Les journaux ont aussi pris la voie du fact checking avec des initiatives comme « Désintox » de Libération et « les Décodeurs » du Monde : des rubriques particulières des sites web des deux quotidiens nationaux, centrées sur la vérification et l’infirmation des rumeurs qui circulent sur la toile ou proférées par des responsables politiques.
Des rumeurs parfois dangereuses pour la santé publique
C’est le propre d’une « bonne rumeur » : elle se propage vite et arrive à convaincre profondément en semant le doute sur la version « officielle » défendue par les autorités ou les médias dominants. Depuis plusieurs années, la vaccination est l’un des sujets favoris des complotistes qui pullulent sur la toile. De pseudo-études scientifiques circulent sur internet et accusent les vaccins d’être dangereux ou inefficaces. Résultat : des parents mal informés mettent en péril la vie de leurs enfants en n’autorisant pas les médecins à inoculer leur progéniture. Plusieurs décès ont déjà été signalés ces dernières années, des drames qui auraient pu facilement être évités si ces « fake news » ne gravitaient pas sur le web.
La ministre de la Santé, Agnès Buzyn, déplore « une méconnaissance » de « Français sensibles au complotisme ». La volonté de la nouvelle ministre de rendre onze vaccins obligatoires (contre trois actuellement) dès 2018 pour les enfants de moins de deux ans a été à l’origine d’une campagne anti-vaccin qui défie tous les savoirs scientifiques et le devoir de protéger les plus fragiles. La santé est un terrain particulièrement propice aux rumeurs, car elle concerne tout le monde et le manque de connaissance scientifique et médicale chez la plupart des internautes permet de faire germer les théories les plus folles et parfois les plus dangereuses.
C’est le cas de la vaccination, mais aussi de la technologie avec le nouveau compteur électrique d’Enedis en cours de déploiement dans les foyers français.

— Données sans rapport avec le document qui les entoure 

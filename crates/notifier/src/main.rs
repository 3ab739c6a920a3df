use std::sync::Arc;

use anyhow::Context;

use relay_common::config::AppConfig;
use relay_common::db;
use relay_engine::{PgEventStore, RetryPolicy};
use relay_notifier::{Dispatcher, DispatcherConfig, build_sink};

#[tokio::main]
async fn main() -> anyhow::Result<()> {
    tracing_subscriber::fmt()
        .with_env_filter(
            tracing_subscriber::EnvFilter::try_from_default_env()
                .unwrap_or_else(|_| "relay_notifier=info,relay_engine=info".into()),
        )
        .json()
        .init();

    tracing::info!("Notification relay dispatcher starting...");

    let config = AppConfig::from_env()?;

    // A standalone dispatcher is only useful against a shared durable store.
    let database_url = config
        .database_url
        .as_deref()
        .context("DATABASE_URL is required for the standalone dispatcher")?;
    let pool = db::create_pool(database_url, config.db_max_connections).await?;
    db::run_migrations(&pool).await?;

    let store = Arc::new(PgEventStore::new(pool, RetryPolicy::from_config(&config)));
    let sink = build_sink(&config)?;
    let dispatcher = Arc::new(Dispatcher::new(
        store,
        sink,
        DispatcherConfig::from_app_config(&config),
    ));

    let shutdown = dispatcher.shutdown_token();
    tokio::spawn(async move {
        match tokio::signal::ctrl_c().await {
            Ok(()) => {
                tracing::info!("Received shutdown signal, stopping gracefully...");
                shutdown.cancel();
            }
            Err(err) => tracing::error!(error = %err, "Failed to listen for shutdown signal"),
        }
    });

    dispatcher.run().await?;

    tracing::info!("Notification relay dispatcher stopped.");
    Ok(())
}
#[cfg(test)]
mod tests {
    use super::*;
    use chrono::Duration;

    fn request(id: &str, now: DateTime<Utc>) -> NotificationRequest {
        NotificationRequest::new(
            NotificationId::parse(id).unwrap(),
            "a@example.com",
            "Hi",
            "test",
            now,
        )
    }

    fn store_with(max_attempts: i32) -> MemoryEventStore {
        MemoryEventStore::new(
            RetryPolicy {
                max_attempts,
                ..RetryPolicy::default()
            }
            .without_jitter(),
        )
    }

    async fn claim_one(store: &MemoryEventStore, now: DateTime<Utc>) -> NotificationRequest {
        let mut batch = store.claim_batch(1, now).await.unwrap();
        assert_eq!(batch.len(), 1, "expected exactly one claimable record");
        batch.remove(0)
    }

    #[tokio::test]
    async fn test_enqueue_is_idempotent() {
        let store = MemoryEventStore::default();
        let now = Utc::now();

        let first = store.enqueue(request("x1", now)).await.unwrap();
        assert!(first.accepted);

        let mut duplicate = request("x1", now + Duration::seconds(5));
        duplicate.subject = "Different".to_string();
        let second = store.enqueue(duplicate).await.unwrap();
        assert!(!second.accepted);

        assert_eq!(store.len(), 1);
        let stored = store.get(&NotificationId::parse("x1").unwrap()).await.unwrap().unwrap();
        assert_eq!(stored.subject, "Hi");
        assert_eq!(stored.created_at, now);
    }

    #[tokio::test]
    async fn test_claim_skips_future_and_non_pending() {
        let store = MemoryEventStore::default();
        let now = Utc::now();

        store.enqueue(request("due", now)).await.unwrap();
        let mut later = request("later", now);
        later.next_attempt_at = now + Duration::minutes(1);
        store.enqueue(later).await.unwrap();

        let batch = store.claim_batch(10, now).await.unwrap();
        assert_eq!(batch.len(), 1);
        assert_eq!(batch[0].id.as_str(), "due");
        assert_eq!(batch[0].state, DeliveryState::InFlight);
        assert!(batch[0].claim_token.is_some());

        // Already in flight: not claimable again.
        assert!(store.claim_batch(10, now).await.unwrap().is_empty());
    }

    #[tokio::test]
    async fn test_claim_orders_by_due_time_and_respects_limit() {
        let store = MemoryEventStore::default();
        let now = Utc::now();
        for (id, offset) in [("c", 3), ("a", 1), ("b", 2)] {
            let mut r = request(id, now);
            r.next_attempt_at = now - Duration::seconds(10 - offset);
            store.enqueue(r).await.unwrap();
        }

        let batch = store.claim_batch(2, now).await.unwrap();
        let ids: Vec<&str> = batch.iter().map(|r| r.id.as_str()).collect();
        assert_eq!(ids, vec!["a", "b"]);
        assert!(store.claim_batch(0, now).await.unwrap().is_empty());
    }

    #[tokio::test]
    async fn test_outcome_with_wrong_token_is_stale() {
        let store = MemoryEventStore::default();
        let now = Utc::now();
        store.enqueue(request("x1", now)).await.unwrap();
        let claimed = claim_one(&store, now).await;

        let err = store
            .record_outcome(&claimed.id, Uuid::new_v4(), &DeliveryOutcome::Success, now)
            .await
            .unwrap_err();
        assert!(err.is_stale());

        let stored = store.get(&claimed.id).await.unwrap().unwrap();
        assert_eq!(stored.state, DeliveryState::InFlight);
        assert_eq!(stored.attempts, 0);
    }

    #[tokio::test]
    async fn test_outcome_on_delivered_record_is_stale() {
        let store = MemoryEventStore::default();
        let now = Utc::now();
        store.enqueue(request("x1", now)).await.unwrap();
        let claimed = claim_one(&store, now).await;
        let token = claimed.claim_token.unwrap();

        store
            .record_outcome(&claimed.id, token, &DeliveryOutcome::Success, now)
            .await
            .unwrap();
        let err = store
            .record_outcome(&claimed.id, token, &DeliveryOutcome::retryable("late"), now)
            .await
            .unwrap_err();
        assert!(err.is_stale());

        let stored = store.get(&claimed.id).await.unwrap().unwrap();
        assert_eq!(stored.state, DeliveryState::Delivered);
        assert_eq!(stored.attempts, 1);
    }

    #[tokio::test]
    async fn test_outcome_for_unknown_id_is_not_found() {
        let store = MemoryEventStore::default();
        let id = NotificationId::parse("ghost").unwrap();
        let err = store
            .record_outcome(&id, Uuid::new_v4(), &DeliveryOutcome::Success, Utc::now())
            .await
            .unwrap_err();
        assert!(matches!(err, StoreError::NotFound(_)));
    }

    #[tokio::test]
    async fn test_retry_bound_reaches_failed_permanent_at_max_attempts() {
        let store = store_with(4);
        let mut now = Utc::now();
        store.enqueue(request("x", now)).await.unwrap();

        for attempt in 1..=4 {
            let claimed = claim_one(&store, now).await;
            let updated = store
                .record_outcome(
                    &claimed.id,
                    claimed.claim_token.unwrap(),
                    &DeliveryOutcome::retryable("503 Service Unavailable"),
                    now,
                )
                .await
                .unwrap();
            assert_eq!(updated.attempts, attempt);
            now = updated.next_attempt_at;
        }

        let stored = store.get(&NotificationId::parse("x").unwrap()).await.unwrap().unwrap();
        assert_eq!(stored.state, DeliveryState::FailedPermanent);
        assert_eq!(stored.attempts, 4);
        assert_eq!(stored.last_error.as_deref(), Some("503 Service Unavailable"));
        assert!(store.claim_batch(10, now + Duration::days(1)).await.unwrap().is_empty());
    }

    #[tokio::test]
    async fn test_next_attempt_strictly_increases_across_retries() {
        let store = store_with(8);
        let mut now = Utc::now();
        store.enqueue(request("x", now)).await.unwrap();

        let mut previous_delay = chrono::Duration::zero();
        let mut previous_next = now;
        for _ in 0..5 {
            let claimed = claim_one(&store, now).await;
            let updated = store
                .record_outcome(
                    &claimed.id,
                    claimed.claim_token.unwrap(),
                    &DeliveryOutcome::retryable("timeout"),
                    now,
                )
                .await
                .unwrap();
            let delay = updated.next_attempt_at - now;
            assert!(delay > previous_delay);
            assert!(updated.next_attempt_at > previous_next);
            previous_delay = delay;
            previous_next = updated.next_attempt_at;
            now = updated.next_attempt_at;
        }
    }

    #[tokio::test]
    async fn test_permanent_failure_is_immediate() {
        let store = MemoryEventStore::default();
        let now = Utc::now();
        store.enqueue(request("x", now)).await.unwrap();
        let claimed = claim_one(&store, now).await;

        let updated = store
            .record_outcome(
                &claimed.id,
                claimed.claim_token.unwrap(),
                &DeliveryOutcome::permanent("550 mailbox unavailable"),
                now,
            )
            .await
            .unwrap();
        assert_eq!(updated.state, DeliveryState::FailedPermanent);
        assert_eq!(updated.attempts, 1);
        assert_eq!(updated.last_error.as_deref(), Some("550 mailbox unavailable"));
    }

    #[tokio::test]
    async fn test_recover_stale_resets_only_expired_claims() {
        let store = MemoryEventStore::default();
        let start = Utc::now();
        store.enqueue(request("old", start)).await.unwrap();
        let old = claim_one(&store, start).await;

        let later = start + Duration::seconds(50);
        store.enqueue(request("fresh", start)).await.unwrap();
        let fresh = claim_one(&store, later).await;

        let now = start + Duration::seconds(70);
        let recovered = store
            .recover_stale(now - Duration::seconds(60), now)
            .await
            .unwrap();
        assert_eq!(recovered, 1);

        let old_now = store.get(&old.id).await.unwrap().unwrap();
        assert_eq!(old_now.state, DeliveryState::Pending);
        assert_eq!(old_now.attempts, 1);
        assert_eq!(old_now.last_error.as_deref(), Some(super::super::STALE_CLAIM_ERROR));

        let fresh_now = store.get(&fresh.id).await.unwrap().unwrap();
        assert_eq!(fresh_now.state, DeliveryState::InFlight);

        // Claimable again, and the original worker's late outcome is rejected.
        let reclaimed = claim_one(&store, now).await;
        assert_eq!(reclaimed.id, old.id);
        let err = store
            .record_outcome(&old.id, old.claim_token.unwrap(), &DeliveryOutcome::Success, now)
            .await
            .unwrap_err();
        assert!(err.is_stale());
    }

    #[tokio::test]
    async fn test_recover_stale_on_last_attempt_fails_permanently() {
        let store = store_with(1);
        let now = Utc::now();
        store.enqueue(request("x", now)).await.unwrap();
        let claimed = claim_one(&store, now).await;

        let later = now + Duration::minutes(5);
        assert_eq!(store.recover_stale(later, later).await.unwrap(), 1);

        let stored = store.get(&claimed.id).await.unwrap().unwrap();
        assert_eq!(stored.state, DeliveryState::FailedPermanent);
        assert_eq!(stored.attempts, 1);
        assert!(stored.last_error.is_some());
    }

    #[tokio::test]
    async fn test_renewed_claim_survives_sweep() {
        let store = MemoryEventStore::default();
        let start = Utc::now();
        for id in ["a", "b"] {
            store.enqueue(request(id, start)).await.unwrap();
        }
        let batch = store.claim_batch(2, start).await.unwrap();
        let claims: Vec<(NotificationId, Uuid)> = batch
            .iter()
            .map(|r| (r.id.clone(), r.claim_token.unwrap()))
            .collect();

        let renewed_at = start + Duration::seconds(50);
        let held = store.renew_claims(&claims, renewed_at).await.unwrap();
        assert_eq!(held.len(), 2);

        let now = start + Duration::seconds(70);
        assert_eq!(store.recover_stale(now - Duration::seconds(60), now).await.unwrap(), 0);
        let a = store.get(&claims[0].0).await.unwrap().unwrap();
        assert_eq!(a.state, DeliveryState::InFlight);
        assert_eq!(a.claimed_at, Some(renewed_at));
        assert_eq!(a.attempts, 0);
    }

    #[tokio::test]
    async fn test_renew_skips_lost_claims() {
        let store = MemoryEventStore::default();
        let now = Utc::now();
        store.enqueue(request("x", now)).await.unwrap();
        let claimed = claim_one(&store, now).await;
        let token = claimed.claim_token.unwrap();

        let later = now + Duration::minutes(5);
        assert_eq!(store.recover_stale(later, later).await.unwrap(), 1);

        let held = store
            .renew_claims(&[(claimed.id.clone(), token)], later)
            .await
            .unwrap();
        assert!(held.is_empty());
        let stored = store.get(&claimed.id).await.unwrap().unwrap();
        assert_eq!(stored.state, DeliveryState::Pending);
        assert!(stored.claimed_at.is_none());
    }

    #[tokio::test]
    async fn test_release_claim_keeps_attempts() {
        let store = MemoryEventStore::default();
        let now = Utc::now();
        store.enqueue(request("x", now)).await.unwrap();
        let claimed = claim_one(&store, now).await;
        let token = claimed.claim_token.unwrap();

        store.release_claim(&claimed.id, token, now).await.unwrap();
        let stored = store.get(&claimed.id).await.unwrap().unwrap();
        assert_eq!(stored.state, DeliveryState::Pending);
        assert_eq!(stored.attempts, 0);

        assert!(store.release_claim(&claimed.id, token, now).await.unwrap_err().is_stale());
    }

    #[tokio::test]
    async fn test_counts_by_state() {
        let store = MemoryEventStore::default();
        let now = Utc::now();
        for id in ["a", "b", "c"] {
            store.enqueue(request(id, now)).await.unwrap();
        }
        let claimed = claim_one(&store, now).await;
        store
            .record_outcome(&claimed.id, claimed.claim_token.unwrap(), &DeliveryOutcome::Success, now)
            .await
            .unwrap();
        claim_one(&store, now).await;

        let counts = store.counts_by_state().await.unwrap();
        assert_eq!(counts.pending, 1);
        assert_eq!(counts.in_flight, 1);
        assert_eq!(counts.delivered, 1);
        assert_eq!(counts.failed_permanent, 0);
    }
}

Depuis plusieurs années, une myriade d’association et de groupes radicaux se mobilisent contre l’installation du compteur. Les blogs décrivant les effets cancérigènes de Linky se comptent par dizaines et ont une telle influence que certaines agglomérations (de petite taille) ont adopté des arrêtés municipaux qui interdisent la pose dudit compteur. En plus d’être en non-conformité avec la loi, ces arrêtés reprennent les théories les plus loufoques des anti-Linky, lesquelles reposent sur des évaluations qui n’ont rien de scientifique. Les pouvoirs publics et agences indépendantes ont démontré l’innocuité de ce simple appareil sans être réellement compris par une minorité arc-boutée sur sa propre version de la vérité.
Face à une rumeur qui s’emballe, il est bien difficile de faire entendre une voix sereine. Lorsque France Inter a diffusé un reportage dans lequel les atouts de Linky étaient mis en évidence (gestion de l’électricité plus rapide et moins coûteuse, délais d’intervention très courts en cas de problème, aucun coût d’installation à supporter pour le consommateur, etc.), les journalistes radio ont été accusés par des dizaines d’internautes d’avoir été « corrompus par Enedis ». Des critiques sourdes aux apports scientifiques qui démontraient dans le même reportage l’absence de rayonnement cancérigène du compteur.
Après la politique, c’est bien la science qui semble être le nouveau terrain de jeu des complotistes du web. Les moteurs de recherches auront fort à faire s’ils veulent limiter l’audience des thèses radicales et farfelues maquillées derrière un vernis scientifique.